What the task requires:
Would you please copy every line from the records that contains the word "pairs"?

Records shown:

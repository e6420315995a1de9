use indexmap::IndexMap;
use serde::Serialize;

use crate::header::ParamPair;

/// Parameters sent alongside the token, in header order.
///
/// A key repeated in the header keeps its last value.
pub type TokenOptions = IndexMap<String, String>;

/// Token and auxiliary parameters read from an `Authorization` header.
#[derive(Debug, Clone, PartialEq, Eq, Serialize)]
pub struct ParsedAuthentication {
    /// Token value; may be empty when the header carried none
    pub token: String,

    /// Every other parameter, without the `token` entry
    pub options: TokenOptions,
}

impl ParsedAuthentication {
    /// Build from tokenizer output.
    ///
    /// The first pair is taken as the token whatever its key; the rest become
    /// options.
    pub fn from_pairs(pairs: Vec<ParamPair>) -> Self {
        let mut pairs = pairs.into_iter();
        let token = pairs.next().map(|pair| pair.value).unwrap_or_default();
        let options = pairs.map(ParamPair::into_parts).collect();

        Self { token, options }
    }

    pub fn has_token(&self) -> bool {
        !self.token.is_empty()
    }

    /// Look up an option by key.
    pub fn option(&self, key: &str) -> Option<&str> {
        self.options.get(key).map(String::as_str)
    }
}
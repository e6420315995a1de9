use http::HeaderName;
use http::HeaderValue;
use http::Response;
use http::StatusCode;

/// Destination for a challenge response.
///
/// Calls arrive in a fixed order: header, status, then body.
pub trait ResponseSink {
    fn set_header(&mut self, name: &str, value: &str);

    fn set_status(&mut self, status: StatusCode);

    fn send(&mut self, body: &str);
}

impl ResponseSink for Response<String> {
    fn set_header(&mut self, name: &str, value: &str) {
        let name = match HeaderName::from_bytes(name.as_bytes()) {
            Ok(name) => name,
            Err(e) => {
                tracing::warn!(header = %name, error = %e, "Skipping invalid header name");
                return;
            }
        };

        match HeaderValue::from_str(value) {
            Ok(value) => {
                self.headers_mut().insert(name, value);
            }
            Err(e) => {
                tracing::warn!(header = %name, error = %e, "Skipping invalid header value");
            }
        }
    }

    fn set_status(&mut self, status: StatusCode) {
        *self.status_mut() = status;
    }

    fn send(&mut self, body: &str) {
        *self.body_mut() = body.to_string();
    }
}
use axum::http::StatusCode;
use serde::Serialize;

use super::ApiSuccess;

pub async fn health() -> ApiSuccess<HealthResponseData> {
    ApiSuccess::new(StatusCode::OK, HealthResponseData { status: "ok" })
}

#[derive(Debug, Clone, PartialEq, Eq, Serialize)]
pub struct HealthResponseData {
    pub status: &'static str,
}
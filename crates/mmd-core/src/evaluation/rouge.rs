//! ROUGE-N and ROUGE-L F-measures over lowercased alphanumeric tokens

use std::collections::HashMap;

#[derive(Debug, Clone, Copy, Default, PartialEq)]
pub struct RougeScore {
    pub precision: f64,
    pub recall: f64,
    pub f1: f64,
}

impl RougeScore {
    fn from_counts(overlap: f64, hypothesis_total: f64, reference_total: f64) -> Self {
        if hypothesis_total == 0.0 || reference_total == 0.0 {
            return Self::default();
        }
        let precision = overlap / hypothesis_total;
        let recall = overlap / reference_total;
        let f1 = if precision + recall > 0.0 {
            2.0 * precision * recall / (precision + recall)
        } else {
            0.0
        };
        Self {
            precision,
            recall,
            f1,
        }
    }
}

/// Lowercase and split on every non-alphanumeric character
pub fn tokenize(text: &str) -> Vec<String> {
    text.to_lowercase()
        .split(|c: char| !c.is_alphanumeric())
        .filter(|t| !t.is_empty())
        .map(|t| t.to_string())
        .collect()
}

fn ngram_counts(tokens: &[String], n: usize) -> HashMap<&[String], usize> {
    let mut counts = HashMap::new();
    if n == 0 || tokens.len() < n {
        return counts;
    }
    for window in tokens.windows(n) {
        *counts.entry(window).or_insert(0) += 1;
    }
    counts
}

/// Clipped n-gram overlap between pre-tokenized texts
pub fn rouge_n_tokens(reference: &[String], hypothesis: &[String], n: usize) -> RougeScore {
    let reference_counts = ngram_counts(reference, n);
    let hypothesis_counts = ngram_counts(hypothesis, n);

    let reference_total: usize = reference_counts.values().sum();
    let hypothesis_total: usize = hypothesis_counts.values().sum();

    let overlap: usize = reference_counts
        .iter()
        .filter_map(|(gram, &count)| hypothesis_counts.get(gram).map(|&c| c.min(count)))
        .sum();

    RougeScore::from_counts(overlap as f64, hypothesis_total as f64, reference_total as f64)
}

fn lcs_len(a: &[String], b: &[String]) -> usize {
    if a.is_empty() || b.is_empty() {
        return 0;
    }
    let mut prev = vec![0usize; b.len() + 1];
    let mut curr = vec![0usize; b.len() + 1];

    for x in a {
        for (j, y) in b.iter().enumerate() {
            curr[j + 1] = if x == y {
                prev[j] + 1
            } else {
                prev[j + 1].max(curr[j])
            };
        }
        std::mem::swap(&mut prev, &mut curr);
    }
    prev[b.len()]
}

/// Longest-common-subsequence F-measure between pre-tokenized texts
pub fn rouge_l_tokens(reference: &[String], hypothesis: &[String]) -> RougeScore {
    let lcs = lcs_len(reference, hypothesis);
    RougeScore::from_counts(lcs as f64, hypothesis.len() as f64, reference.len() as f64)
}

pub fn rouge_n(reference: &str, hypothesis: &str, n: usize) -> RougeScore {
    rouge_n_tokens(&tokenize(reference), &tokenize(hypothesis), n)
}

pub fn rouge_l(reference: &str, hypothesis: &str) -> RougeScore {
    rouge_l_tokens(&tokenize(reference), &tokenize(hypothesis))
}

Task output:
    pub fn from_pairs(pairs: Vec<ParamPair>) -> Self {
        let mut pairs = pairs.into_iter();
        let token = pairs.next().map(|pair| pair.value).unwrap_or_default();
        let options = pairs.map(ParamPair::into_parts).collect();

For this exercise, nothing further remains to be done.